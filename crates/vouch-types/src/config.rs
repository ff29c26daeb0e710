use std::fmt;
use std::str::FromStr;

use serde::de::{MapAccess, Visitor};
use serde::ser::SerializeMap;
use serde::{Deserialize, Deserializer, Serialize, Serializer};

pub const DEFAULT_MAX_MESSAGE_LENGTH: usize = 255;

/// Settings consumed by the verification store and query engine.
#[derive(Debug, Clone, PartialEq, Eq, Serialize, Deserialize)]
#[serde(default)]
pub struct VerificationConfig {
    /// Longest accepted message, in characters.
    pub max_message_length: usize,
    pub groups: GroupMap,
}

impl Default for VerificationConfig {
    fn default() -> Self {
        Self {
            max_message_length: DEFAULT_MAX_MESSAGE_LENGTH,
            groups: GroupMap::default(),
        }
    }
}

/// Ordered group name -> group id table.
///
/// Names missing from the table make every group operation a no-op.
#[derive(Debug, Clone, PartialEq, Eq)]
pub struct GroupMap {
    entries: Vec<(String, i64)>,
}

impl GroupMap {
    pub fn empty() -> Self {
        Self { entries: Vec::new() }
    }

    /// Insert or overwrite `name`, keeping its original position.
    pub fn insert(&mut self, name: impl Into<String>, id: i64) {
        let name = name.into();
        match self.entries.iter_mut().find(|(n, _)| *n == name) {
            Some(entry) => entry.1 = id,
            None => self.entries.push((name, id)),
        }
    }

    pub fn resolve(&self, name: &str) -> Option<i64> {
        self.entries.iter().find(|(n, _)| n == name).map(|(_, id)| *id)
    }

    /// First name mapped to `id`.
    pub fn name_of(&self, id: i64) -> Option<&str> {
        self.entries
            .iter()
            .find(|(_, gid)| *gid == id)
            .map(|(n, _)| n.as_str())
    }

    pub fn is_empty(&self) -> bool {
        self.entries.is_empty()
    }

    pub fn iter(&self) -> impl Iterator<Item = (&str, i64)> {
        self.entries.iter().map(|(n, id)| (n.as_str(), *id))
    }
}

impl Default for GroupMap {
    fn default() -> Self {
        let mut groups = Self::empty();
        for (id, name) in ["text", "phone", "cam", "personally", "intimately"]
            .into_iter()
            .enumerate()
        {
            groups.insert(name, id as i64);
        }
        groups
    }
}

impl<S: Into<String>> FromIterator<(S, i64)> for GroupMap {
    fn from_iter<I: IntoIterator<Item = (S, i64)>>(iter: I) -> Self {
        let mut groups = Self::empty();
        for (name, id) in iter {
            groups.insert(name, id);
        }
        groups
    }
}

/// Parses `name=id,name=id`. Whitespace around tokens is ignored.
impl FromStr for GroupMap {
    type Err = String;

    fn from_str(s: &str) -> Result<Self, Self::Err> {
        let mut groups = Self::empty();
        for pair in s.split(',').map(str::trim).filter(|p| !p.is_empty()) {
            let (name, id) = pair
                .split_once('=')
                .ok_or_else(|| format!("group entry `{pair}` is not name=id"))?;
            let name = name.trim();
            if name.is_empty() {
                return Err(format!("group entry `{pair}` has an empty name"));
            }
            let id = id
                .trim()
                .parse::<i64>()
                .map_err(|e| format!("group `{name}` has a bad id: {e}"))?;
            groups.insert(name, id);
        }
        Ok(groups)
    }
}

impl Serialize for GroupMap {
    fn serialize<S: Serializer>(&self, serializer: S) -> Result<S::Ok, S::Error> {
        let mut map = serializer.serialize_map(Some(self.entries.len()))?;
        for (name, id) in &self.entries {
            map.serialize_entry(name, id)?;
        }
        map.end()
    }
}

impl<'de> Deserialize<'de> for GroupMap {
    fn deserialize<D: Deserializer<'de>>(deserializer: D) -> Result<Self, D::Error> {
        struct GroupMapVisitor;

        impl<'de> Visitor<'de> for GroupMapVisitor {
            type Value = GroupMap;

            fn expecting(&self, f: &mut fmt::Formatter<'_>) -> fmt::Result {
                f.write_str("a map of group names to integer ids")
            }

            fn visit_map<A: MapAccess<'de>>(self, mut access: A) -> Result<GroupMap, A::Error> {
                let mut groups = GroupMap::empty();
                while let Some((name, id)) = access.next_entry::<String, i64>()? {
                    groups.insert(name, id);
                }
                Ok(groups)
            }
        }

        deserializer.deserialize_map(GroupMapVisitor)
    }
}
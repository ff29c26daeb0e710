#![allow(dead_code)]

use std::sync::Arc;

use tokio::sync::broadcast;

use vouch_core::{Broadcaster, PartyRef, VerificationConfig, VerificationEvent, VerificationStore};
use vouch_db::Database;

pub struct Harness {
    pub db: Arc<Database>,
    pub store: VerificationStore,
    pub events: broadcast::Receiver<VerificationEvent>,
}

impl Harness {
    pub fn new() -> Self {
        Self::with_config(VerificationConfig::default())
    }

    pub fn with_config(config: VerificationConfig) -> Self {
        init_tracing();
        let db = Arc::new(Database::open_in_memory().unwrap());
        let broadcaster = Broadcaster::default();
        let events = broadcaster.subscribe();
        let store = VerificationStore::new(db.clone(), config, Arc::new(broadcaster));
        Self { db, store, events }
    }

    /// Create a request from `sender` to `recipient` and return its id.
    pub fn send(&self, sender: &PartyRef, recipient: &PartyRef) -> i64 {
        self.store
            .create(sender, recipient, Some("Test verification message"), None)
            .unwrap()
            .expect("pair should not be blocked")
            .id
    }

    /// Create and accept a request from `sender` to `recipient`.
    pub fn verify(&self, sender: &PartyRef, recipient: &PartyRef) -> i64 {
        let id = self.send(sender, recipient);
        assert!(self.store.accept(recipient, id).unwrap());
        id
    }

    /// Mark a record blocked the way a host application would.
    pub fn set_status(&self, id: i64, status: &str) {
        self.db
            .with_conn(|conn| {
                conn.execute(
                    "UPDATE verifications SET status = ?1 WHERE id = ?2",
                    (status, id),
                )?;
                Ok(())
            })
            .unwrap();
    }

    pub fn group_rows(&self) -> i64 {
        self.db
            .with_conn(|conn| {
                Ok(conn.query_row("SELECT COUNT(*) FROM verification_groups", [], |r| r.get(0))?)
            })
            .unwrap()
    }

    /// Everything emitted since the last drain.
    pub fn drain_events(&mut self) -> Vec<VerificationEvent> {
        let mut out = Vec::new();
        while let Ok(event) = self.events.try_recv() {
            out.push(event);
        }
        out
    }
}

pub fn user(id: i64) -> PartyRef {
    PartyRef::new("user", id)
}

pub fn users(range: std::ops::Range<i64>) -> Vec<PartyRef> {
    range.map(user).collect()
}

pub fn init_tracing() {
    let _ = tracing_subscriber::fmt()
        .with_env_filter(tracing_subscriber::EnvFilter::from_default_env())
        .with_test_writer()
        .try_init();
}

⁂

▶ _Directions_:
Reproduce, character for character, only the lines of the preceding data that start at the line with "fn visit_map<A: MapAccess<'de>>(self, mut" and end at the line with "while let Some((name, id))", both included.

▶ _Exercise solution_:
            fn visit_map<A: MapAccess<'de>>(self, mut access: A) -> Result<GroupMap, A::Error> {
                let mut groups = GroupMap::empty();
                while let Some((name, id)) = access.next_entry::<String, i64>()? {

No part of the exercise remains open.